What is expected: Copy out exactly the stretch of the listing below that begins at the line containing "pub use structured::StructuredDataStrategy;" and ends at the line containing "-> Result<(), String>", and copy nothing outside it.

Task data:
_ _ _ _ _ _ _
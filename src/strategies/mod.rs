// src/strategies/mod.rs
// Ordered fallback chain of independent content-parsing strategies.
// Resilience to upstream markup drift comes from strategy diversity,
// not from one careful parser.

use crate::config::SelectorConfig;
use crate::errors::{ExtractionError, TrackerError};
use crate::types::{CabinCategory, Currency, ExtractedFields, RawCapture, Snapshot};
use chrono::{DateTime, Duration, NaiveDate, Utc};
use tracing::{debug, info};

mod dom_path;
mod structured;
mod text_regex;

pub use dom_path::DomPathStrategy;
pub use structured::StructuredDataStrategy;
pub use text_regex::TextRegexStrategy;

/// One parsing method. Implementations are stateless per invocation and
/// independently testable against fixture content.
pub trait ExtractionStrategy: Send + Sync {
    fn name(&self) -> &'static str;

    /// Pull candidate fields out of the content, or None when this
    /// strategy cannot see its markers at all.
    fn attempt(&self, content: &str) -> Option<ExtractedFields>;
}

/// Parse "$799", "€1,234" or a bare "799.50" into amount + currency.
/// Currency defaults to USD when no symbol is present.
pub(crate) fn parse_price(raw: &str) -> Option<(f64, Currency)> {
    let trimmed = raw.trim();
    let mut chars = trimmed.chars();
    let (currency, rest) = match chars.next() {
        Some(c) => match Currency::from_symbol(c) {
            Some(cur) => (cur, chars.as_str()),
            None => (Currency::Usd, trimmed),
        },
        None => return None,
    };
    let cleaned: String = rest.chars().filter(|c| *c != ',' && !c.is_whitespace()).collect();
    let amount: f64 = cleaned.parse().ok()?;
    Some((amount, currency))
}

pub(crate) fn parse_cabin(raw: &str) -> Option<CabinCategory> {
    let lower = raw.trim().to_lowercase();
    if lower.contains("interior") {
        Some(CabinCategory::Interior)
    } else if lower.contains("ocean") || lower.contains("outside") {
        Some(CabinCategory::OceanView)
    } else if lower.contains("balcony") {
        Some(CabinCategory::Balcony)
    } else if lower.contains("suite") || lower.contains("deluxe") {
        Some(CabinCategory::Suite)
    } else {
        None
    }
}

pub(crate) fn parse_sail_date(raw: &str) -> Option<NaiveDate> {
    let trimmed = raw.trim();
    // ISO date, possibly with a trailing time component
    let head = trimmed.get(..10).unwrap_or(trimmed);
    NaiveDate::parse_from_str(head, "%Y-%m-%d").ok()
}

/// Self-validation predicate shared by all strategies: a strategy's output
/// only wins the chain if it passes this.
pub fn validate_fields(
    fields: &ExtractedFields,
    now: DateTime<Utc>,
    sail_date_horizon_days: i64,
) -> Result<(), String> {
    if !fields.price.is_finite() || fields.price <= 0.0 {
        return Err(format!("price {} is not positive", fields.price));
    }
    if fields.price > 100_000.0 {
        return Err(format!("price {} is implausibly high", fields.price));
    }
    if fields.ship.trim().is_empty() {
        return Err("ship name is empty".to_string());
    }
    if !(1..=60).contains(&fields.nights) {
        return Err(format!("nights {} outside [1,60]", fields.nights));
    }
    if let Some(date) = fields.sail_date {
        let today = now.date_naive();
        let horizon = today + Duration::days(sail_date_horizon_days);
        if date < today || date > horizon {
            return Err(format!("sail date {} outside the future window", date));
        }
    }
    Ok(())
}

/// Fixed, priority-ordered strategy sequence. Ordering is set once at
/// construction so fallback behavior is reviewable in one place.
pub struct StrategyChain {
    strategies: Vec<Box<dyn ExtractionStrategy>>,
    sail_date_horizon_days: i64,
}

impl StrategyChain {
    pub fn from_config(
        selectors: &SelectorConfig,
        sail_date_horizon_days: i64,
    ) -> Result<Self, TrackerError> {
        let strategies: Vec<Box<dyn ExtractionStrategy>> = vec![
            Box::new(StructuredDataStrategy::new(&selectors.structured)?),
            Box::new(DomPathStrategy::new(&selectors.dom_path)?),
            Box::new(TextRegexStrategy::new(&selectors.text_regex)?),
        ];
        info!(
            "🧩 Strategy chain: {}",
            strategies.iter().map(|s| s.name()).collect::<Vec<_>>().join(" → ")
        );
        Ok(Self {
            strategies,
            sail_date_horizon_days,
        })
    }

    /// Run strategies in priority order and return the first validated
    /// result, tagged with the strategy that produced it. When every
    /// strategy misses or fails validation the caller gets
    /// `NoStrategyMatched` and no snapshot is emitted.
    pub fn extract(
        &self,
        raw: &RawCapture,
        captured_at: DateTime<Utc>,
    ) -> Result<Snapshot, ExtractionError> {
        for strategy in &self.strategies {
            match self.run_strategy(strategy.as_ref(), &raw.body, captured_at) {
                Ok(fields) => {
                    debug!(
                        "🧩 Strategy '{}' matched {} ({} @ {:.2})",
                        strategy.name(),
                        raw.target_slug,
                        fields.ship,
                        fields.price
                    );
                    return Ok(Snapshot::from_fields(fields, strategy.name(), captured_at));
                }
                Err(ExtractionError::ValidationFailed { strategy, reason }) => {
                    debug!("🧩 Strategy '{}' rejected for {}: {}", strategy, raw.target_slug, reason);
                }
                Err(_) => {}
            }
        }
        Err(ExtractionError::NoStrategyMatched)
    }

    /// Run a single strategy plus validation. Exposed so individual
    /// strategies can be exercised against fixtures.
    pub fn run_strategy(
        &self,
        strategy: &dyn ExtractionStrategy,
        content: &str,
        now: DateTime<Utc>,
    ) -> Result<ExtractedFields, ExtractionError> {
        let fields = strategy
            .attempt(content)
            .ok_or(ExtractionError::NoStrategyMatched)?;
        validate_fields(&fields, now, self.sail_date_horizon_days).map_err(|reason| {
            ExtractionError::ValidationFailed {
                strategy: strategy.name().to_string(),
                reason,
            }
        })?;
        Ok(fields)
    }

    pub fn strategy_names(&self) -> Vec<&'static str> {
        self.strategies.iter().map(|s| s.name()).collect()
    }
}

#[cfg(test)]
mod tests {
    use super::*;

    fn fields(price: f64, ship: &str, nights: u32) -> ExtractedFields {
        ExtractedFields {
            price,
            currency: Currency::Usd,
            ship: ship.to_string(),
            departure_port: "Miami, FL".to_string(),
            nights,
            sail_date: None,
            cabin: CabinCategory::Interior,
        }
    }

    #[test]
    fn parse_price_handles_symbols_and_separators() {
        assert_eq!(parse_price("$799"), Some((799.0, Currency::Usd)));
        assert_eq!(parse_price("€1,234"), Some((1234.0, Currency::Eur)));
        assert_eq!(parse_price("£2,049.50"), Some((2049.5, Currency::Gbp)));
        assert_eq!(parse_price("659.99"), Some((659.99, Currency::Usd)));
        assert_eq!(parse_price("call for price"), None);
    }

    #[test]
    fn parse_cabin_recognizes_site_vocabulary() {
        assert_eq!(parse_cabin("Interior"), Some(CabinCategory::Interior));
        assert_eq!(parse_cabin("OUTSIDE"), Some(CabinCategory::OceanView));
        assert_eq!(parse_cabin("Ocean View"), Some(CabinCategory::OceanView));
        assert_eq!(parse_cabin("DELUXE suite"), Some(CabinCategory::Suite));
        assert_eq!(parse_cabin("garden view"), None);
    }

    #[test]
    fn validation_rejects_out_of_range_fields() {
        let now = Utc::now();
        assert!(validate_fields(&fields(799.0, "Oasis of the Seas", 7), now, 730).is_ok());
        assert!(validate_fields(&fields(0.0, "Oasis of the Seas", 7), now, 730).is_err());
        assert!(validate_fields(&fields(-10.0, "Oasis of the Seas", 7), now, 730).is_err());
        assert!(validate_fields(&fields(799.0, "  ", 7), now, 730).is_err());
        assert!(validate_fields(&fields(799.0, "Oasis of the Seas", 0), now, 730).is_err());
        assert!(validate_fields(&fields(799.0, "Oasis of the Seas", 61), now, 730).is_err());
    }

    #[test]
    fn validation_enforces_future_sail_window() {
        let now = Utc::now();
        let mut f = fields(799.0, "Oasis of the Seas", 7);
        f.sail_date = Some(now.date_naive() + Duration::days(90));
        assert!(validate_fields(&f, now, 730).is_ok());

        f.sail_date = Some(now.date_naive() - Duration::days(1));
        assert!(validate_fields(&f, now, 730).is_err());

        f.sail_date = Some(now.date_naive() + Duration::days(3000));
        assert!(validate_fields(&f, now, 730).is_err());
    }

    #[test]
    fn chain_order_is_structured_first() {
        let chain = StrategyChain::from_config(&SelectorConfig::default(), 730).unwrap();
        assert_eq!(chain.strategy_names(), vec!["structured", "dom_path", "text_regex"]);
    }
}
_ _ _ _ _ _ _
Answer box:
pub use structured::StructuredDataStrategy;
pub use text_regex::TextRegexStrategy;

/// One parsing method. Implementations are stateless per invocation and
/// independently testable against fixture content.
pub trait ExtractionStrategy: Send + Sync {
    fn name(&self) -> &'static str;

    /// Pull candidate fields out of the content, or None when this
    /// strategy cannot see its markers at all.
    fn attempt(&self, content: &str) -> Option<ExtractedFields>;
}

/// Parse "$799", "€1,234" or a bare "799.50" into amount + currency.
/// Currency defaults to USD when no symbol is present.
pub(crate) fn parse_price(raw: &str) -> Option<(f64, Currency)> {
    let trimmed = raw.trim();
    let mut chars = trimmed.chars();
    let (currency, rest) = match chars.next() {
        Some(c) => match Currency::from_symbol(c) {
            Some(cur) => (cur, chars.as_str()),
            None => (Currency::Usd, trimmed),
        },
        None => return None,
    };
    let cleaned: String = rest.chars().filter(|c| *c != ',' && !c.is_whitespace()).collect();
    let amount: f64 = cleaned.parse().ok()?;
    Some((amount, currency))
}

pub(crate) fn parse_cabin(raw: &str) -> Option<CabinCategory> {
    let lower = raw.trim().to_lowercase();
    if lower.contains("interior") {
        Some(CabinCategory::Interior)
    } else if lower.contains("ocean") || lower.contains("outside") {
        Some(CabinCategory::OceanView)
    } else if lower.contains("balcony") {
        Some(CabinCategory::Balcony)
    } else if lower.contains("suite") || lower.contains("deluxe") {
        Some(CabinCategory::Suite)
    } else {
        None
    }
}

pub(crate) fn parse_sail_date(raw: &str) -> Option<NaiveDate> {
    let trimmed = raw.trim();
    // ISO date, possibly with a trailing time component
    let head = trimmed.get(..10).unwrap_or(trimmed);
    NaiveDate::parse_from_str(head, "%Y-%m-%d").ok()
}

/// Self-validation predicate shared by all strategies: a strategy's output
/// only wins the chain if it passes this.
pub fn validate_fields(
    fields: &ExtractedFields,
    now: DateTime<Utc>,
    sail_date_horizon_days: i64,
) -> Result<(), String> {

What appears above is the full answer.